Blood groups result from the different antigens expressed on RBCs. ABO and Rh systems are the most important out of the 29 groups. Early in life persons develop antibodies in plasma against non-self antigens.

ANTIGEN IN RBC

ANTIBODY IN PLASMA

Group A has A antigen

Group A has antibody to group B

Group B has B antigen

Group B has antibodies to group A

Group O has no antigen

Group O has antibody to group A and group B

Group AB has A and B antigens

Group AB individuals do not have antibody to group A or B.

So the blood group AB are ideal recipients, as their plasma doesn’t contain any antibody that can agglutinate the donor blood. In the same way blood group O are ideal donors, as once the antibody containing plasma is removed, it contains no antigens to agglutinate with the antibodies in donor’s blood.

RBC

1 Group O individuals can receive blood from group O donors only ( as the antibodies against A or B in their plasma will react with any A or B antigens which enter the circulation)
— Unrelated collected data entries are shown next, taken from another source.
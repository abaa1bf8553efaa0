//! CSV loading into typed records.

use anyhow::{Context, Result};
use serde::de::DeserializeOwned;
use std::fs::File;
use std::path::Path;
use tracing::debug;

/// Reads a header-bearing delimited file into a vector of typed rows.
///
/// Columns are matched by header name, so source files may carry columns the
/// record type does not declare. A missing file or a missing declared column
/// is an error and aborts the run.
pub fn load_records<T: DeserializeOwned>(path: &Path) -> Result<Vec<T>> {
    let file =
        File::open(path).with_context(|| format!("failed to open {}", path.display()))?;
    let mut rdr = csv::Reader::from_reader(file);

    let mut rows = Vec::new();
    for result in rdr.deserialize() {
        let record: T =
            result.with_context(|| format!("failed to read a row from {}", path.display()))?;
        rows.push(record);
    }

    debug!(path = %path.display(), rows = rows.len(), "CSV loaded");
    Ok(rows)
}
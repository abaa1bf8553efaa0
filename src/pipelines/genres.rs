//! Genre and yearly audio-feature pipeline.
//!
//! Cleans the per-artist genre dataset (empty genre lists and
//! zero-popularity rows go, subgenres collapse to the primary genre),
//! averages features per genre, joins in per-genre artist counts, and keeps
//! the per-year feature table for the trend chart.

use anyhow::Result;
use std::path::Path;
use tracing::{debug, info};

use crate::aggregate::{count_by_key, inner_join, mean_by_key, primary_genre, top_n_by};
use crate::charts;
use crate::loader::load_records;
use crate::pipelines::attribute_series;
use crate::records::{AudioFeatures, FEATURE_NAMES, GenreRow, YearRow};

/// Averaged audio features of one primary genre, joined with the number of
/// artists tagged with it.
#[derive(Debug, Clone)]
pub struct GenreAggregate {
    pub genre: String,
    pub features: AudioFeatures,
    pub artist_count: usize,
}

/// The genre pipeline's two output tables, built once per run.
#[derive(Debug)]
pub struct GenreData {
    pub by_genre: Vec<GenreAggregate>,
    pub by_year: Vec<(i32, AudioFeatures)>,
}

impl GenreData {
    /// Loads and aggregates `data_w_genres.csv` and `data_by_year.csv` from
    /// `data_dir`.
    pub fn load(data_dir: &Path) -> Result<GenreData> {
        let rows: Vec<GenreRow> = load_records(&data_dir.join("data_w_genres.csv"))?;
        debug!(rows = rows.len(), "raw genre rows loaded");

        // drop artists without genres or with zero popularity before grouping
        let cleaned: Vec<&GenreRow> = rows
            .iter()
            .filter(|r| r.genres != "[]" && r.popularity != 0.0)
            .collect();
        debug!(rows = cleaned.len(), "genre rows after cleaning");

        let means = mean_by_key(
            cleaned
                .iter()
                .map(|r| (primary_genre(&r.genres), r.features())),
        );
        let counts = count_by_key(cleaned.iter().map(|r| primary_genre(&r.genres)));

        let by_genre = inner_join(means, &counts)
            .into_iter()
            .map(|(genre, features, artist_count)| GenreAggregate {
                genre,
                features,
                artist_count,
            })
            .collect::<Vec<_>>();
        info!(genres = by_genre.len(), "per-genre aggregates built");

        let year_rows: Vec<YearRow> = load_records(&data_dir.join("data_by_year.csv"))?;
        let by_year: Vec<(i32, AudioFeatures)> =
            year_rows.iter().map(|r| (r.year, r.features())).collect();
        info!(years = by_year.len(), "per-year table built");

        Ok(GenreData { by_genre, by_year })
    }

    /// Column names of the per-genre table, index key first, count last.
    pub fn columns() -> Vec<&'static str> {
        let mut cols = vec!["genres"];
        cols.extend(FEATURE_NAMES);
        cols.push("artists");
        cols
    }

    /// The `n` genres with the most artists, descending.
    pub fn top_genres(&self, n: usize) -> Vec<GenreAggregate> {
        top_n_by(self.by_genre.clone(), n, |g| g.artist_count as f64)
    }

    /// The `n` rows with the largest year value, descending. With one row
    /// per year in the source this is the `n` most recent years.
    pub fn recent_years(&self, n: usize) -> Vec<(i32, AudioFeatures)> {
        top_n_by(self.by_year.clone(), n, |(year, _)| *year as f64)
    }

    /// Renders the three genre charts into `out_dir`.
    pub fn render_charts(&self, out_dir: &Path) -> Result<()> {
        let top10 = self.top_genres(10);
        let labels: Vec<String> = top10.iter().map(|g| g.genre.clone()).collect();
        let counts: Vec<f64> = top10.iter().map(|g| g.artist_count as f64).collect();
        charts::horizontal_bar_chart(
            &out_dir.join("spotifyData_top_10_genres_by_number_of_artists.png"),
            "Top Genres in Spotify by Number of Artists",
            "Total Artists",
            &labels,
            &counts,
        )?;

        let top5 = self.top_genres(5);
        let labels: Vec<String> = top5.iter().map(|g| g.genre.clone()).collect();
        let series = attribute_series(top5.iter().map(|g| &g.features));
        charts::grouped_bar_chart(
            &out_dir.join("spotifyData_music_attributes_of_top_genres.png"),
            "Music Attributes by Genre",
            "Values",
            &labels,
            &series,
        )?;

        let years = self.recent_years(70);
        let year_axis: Vec<i32> = years.iter().map(|(year, _)| *year).collect();
        let series = attribute_series(years.iter().map(|(_, features)| features));
        charts::year_line_chart(
            &out_dir.join("spotifyData_music_attributes_by_year.png"),
            "Music Attributes Over the Years",
            "Values",
            &year_axis,
            &series,
        )?;

        Ok(())
    }
}
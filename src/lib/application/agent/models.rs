use crate::config::AgentSettings;
use crate::config::defaults::{DEFAULT_MAX_STEPS, DEFAULT_MODEL};
use serde::Serialize;
use serde_json::Value;

#[derive(Debug, Clone, Serialize)]
pub struct AgentStep {
    pub tool: String,
    pub input: Value,
    pub success: bool,
    pub message: Option<String>,
}

#[derive(Debug, Clone)]
pub struct AgentOutcome {
    pub session_id: String,
    pub response: String,
    pub steps: Vec<AgentStep>,
    /// The model was still calling tools when `max_steps` ran out.
    pub hit_step_limit: bool,
}

#[derive(Debug, Clone, PartialEq, Eq)]
pub struct AgentOptions {
    pub model: String,
    pub max_steps: usize,
    pub verbose: bool,
}

impl AgentOptions {
    pub fn new(model: impl Into<String>, settings: &AgentSettings) -> Self {
        Self {
            model: model.into(),
            max_steps: settings.max_steps,
            verbose: settings.verbose,
        }
    }
}

impl Default for AgentOptions {
    fn default() -> Self {
        Self {
            model: DEFAULT_MODEL.to_string(),
            max_steps: DEFAULT_MAX_STEPS,
            verbose: false,
        }
    }
}

pub(crate) fn step_limit_response(max_steps: usize) -> String {
    format!("Agent stopped after reaching the maximum number of steps ({max_steps}).")
}
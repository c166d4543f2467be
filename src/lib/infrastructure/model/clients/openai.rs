//! OpenAI-compatible client implementation

use async_trait::async_trait;
use serde::{Deserialize, Serialize};
use tracing::{debug, info};

use super::base::HttpClientBase;
use crate::config::{Environment, ProviderConfig};
use crate::infrastructure::model::traits::ModelProvider;
use crate::infrastructure::model::types::{ModelError, ModelRequest, ModelResponse};
use crate::types::ChatMessage;

/// OpenAI-compatible client (OpenAI, Azure-style proxies, vLLM, LM Studio, ...)
#[derive(Clone)]
pub struct OpenAIClient {
    base: HttpClientBase,
    api_path: String,
}

impl OpenAIClient {
    /// Fails when the API key variable is unset so a misconfigured run stops
    /// before the tool server is launched.
    pub fn from_config(config: &ProviderConfig, vars: &Environment) -> Result<Self, ModelError> {
        let api_key = config
            .resolve_api_key(vars)
            .ok_or_else(|| ModelError::missing_api_key(&config.api_key_env))?;
        Ok(Self {
            base: HttpClientBase::new(config.endpoint.clone(), api_key),
            api_path: config.api_path.clone(),
        })
    }
}

#[async_trait]
impl ModelProvider for OpenAIClient {
    async fn chat(&self, request: ModelRequest) -> Result<ModelResponse, ModelError> {
        let url = self.base.build_url(&self.api_path);

        let payload = OpenAIRequest {
            model: &request.model,
            messages: request.messages.iter().map(OpenAIMessageRef::from).collect(),
            stream: false,
        };

        info!(
            endpoint = self.base.endpoint.as_str(),
            model = request.model.as_str(),
            messages = request.messages.len(),
            "Sending request to OpenAI-compatible provider"
        );

        let response: OpenAIResponse = self.base.post_with_bearer(&url, &payload).await?;
        debug!("Received response from OpenAI-compatible provider");

        let content = response
            .choices
            .into_iter()
            .next()
            .and_then(|c| c.message)
            .and_then(|m| m.content)
            .ok_or_else(|| ModelError::invalid_response("missing content"))?;

        Ok(ModelResponse::new(content))
    }
}

#[derive(Serialize)]
struct OpenAIRequest<'a> {
    model: &'a str,
    messages: Vec<OpenAIMessageRef<'a>>,
    stream: bool,
}

#[derive(Serialize)]
struct OpenAIMessageRef<'a> {
    role: &'static str,
    content: &'a str,
}

impl<'a> From<&'a ChatMessage> for OpenAIMessageRef<'a> {
    fn from(message: &'a ChatMessage) -> Self {
        Self {
            role: message.role.as_str(),
            content: &message.content,
        }
    }
}

#[derive(Deserialize)]
struct OpenAIResponse {
    choices: Vec<OpenAIChoice>,
}

#[derive(Deserialize)]
struct OpenAIChoice {
    message: Option<OpenAIMessage>,
}

#[derive(Deserialize)]
struct OpenAIMessage {
    content: Option<String>,
}
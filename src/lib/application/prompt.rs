//! The instruction wrapped around the user's one-line task.

const TEMPLATE_HEADER: &str = "You are a browser automation agent.";

const TEMPLATE_BODY: &str = r#"Your job is to understand the task without needing detailed explanation. Break it into steps and use the browser tools accordingly.

Always:
- Use `browser_navigate` to go to websites.
- Type in inputs using `browser_element_type` with the correct name or CSS.
- Click buttons using `browser_element_click`.
- Use `browser_extract` to get meaningful info (like href or text).
- If something fails, try a second time differently.

Do not ask the user for clarification. Behave like a real assistant that completes tasks based on best judgment.

Return the final answer in a clean format, with no tool logs and no screenshots."#;

/// A user instruction embedded in the fixed browser-automation template.
#[derive(Debug, Clone, PartialEq, Eq)]
pub struct TaskPrompt {
    instruction: String,
    text: String,
}

impl TaskPrompt {
    /// A blank instruction is kept as an empty string and still produces a
    /// full prompt.
    pub fn new(user_input: &str) -> Self {
        let instruction = user_input.trim();
        let text = format!(
            "{TEMPLATE_HEADER}\n\nUser instruction: \"{instruction}\"\n\n{TEMPLATE_BODY}"
        );
        Self {
            instruction: instruction.to_string(),
            text,
        }
    }

    pub fn is_blank(&self) -> bool {
        self.instruction.is_empty()
    }

    pub fn instruction(&self) -> &str {
        &self.instruction
    }

    pub fn as_str(&self) -> &str {
        &self.text
    }
}
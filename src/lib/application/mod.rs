//! # Application Module
//!
//! ## Submodules
//!
//! - [`tooling`] - MCP tool servers over stdio
//! - [`agent`] - LLM agent that drives the tools
//! - [`retry`] - Bounded retry around one agent task
//! - [`prompt`] - The task prompt template
//! - [`sink`] - Writing the final answer to disk
//! - [`stdio`] - Reading the task from the terminal

pub mod agent;
pub mod prompt;
pub mod retry;
pub mod sink;
pub mod stdio;
pub mod tooling;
2 Group A individuals can receive blood from group A and O donors

3 Group B individuals can receive blood from group B and O donors

4 Group AB individuals can receive blood from AB donors, and also from group A, B and O donors ( as their plasma don’t have any antibodies against any antigens)

PLASMA

In plasma transfusion, group AB plasma can be given to a patient of any ABO group because it contains neither anti-A nor anti-B antibody. Group A plasma (with anti-B) can be given to group O and A patients. Group B plasma to group O and B patients only. Group O plasma (anti-A + anti-B) can be given to group O patients only.

PLATELETS

The Platelet Concentrates transfused must be ABO-identical, or at least ABO-compatible, in order to give a good yield (In an emergency, ABO non-identical units can be used, although the improvement seen in platelet count post-transfusion may be less.) Group O PC can be used for patients with blood groups A, B, and AB ONLY IF, they are resuspended in additive/preservative solutions, or if negative for high titre anti-A/A,B. Rh-negative patients, in particular women of childbearing age, should receive, if possible, RhD-negative PC

Rh BLOOD GROUP

Is the second most important group system. Out of the existing C,D and E antigens, D is the most antigenic one. Anti D antibodies are not normally found in the blood of Rh negative individuals; instead they develop it only when itcomes into contact with Rh positive blood during child birth or inappropriate transfusion. In case of subsequent transfusins or pregnancies with Rh positive blood- this can cause rapid destruction of RhD positive red cells (Hemolytic disease of the newborn in subsequent pregnancies; to prevent this sensitization we should give Rhesus imunoglobulin= Anti-D prophylaxis- to the Rh negative mother who gave birth to an Rh positive baby). FFP does not need to be Rh-compatible. Anti-D prophylaxis is not necessary in Rh D-negative recipients of Rh D-positive FFP.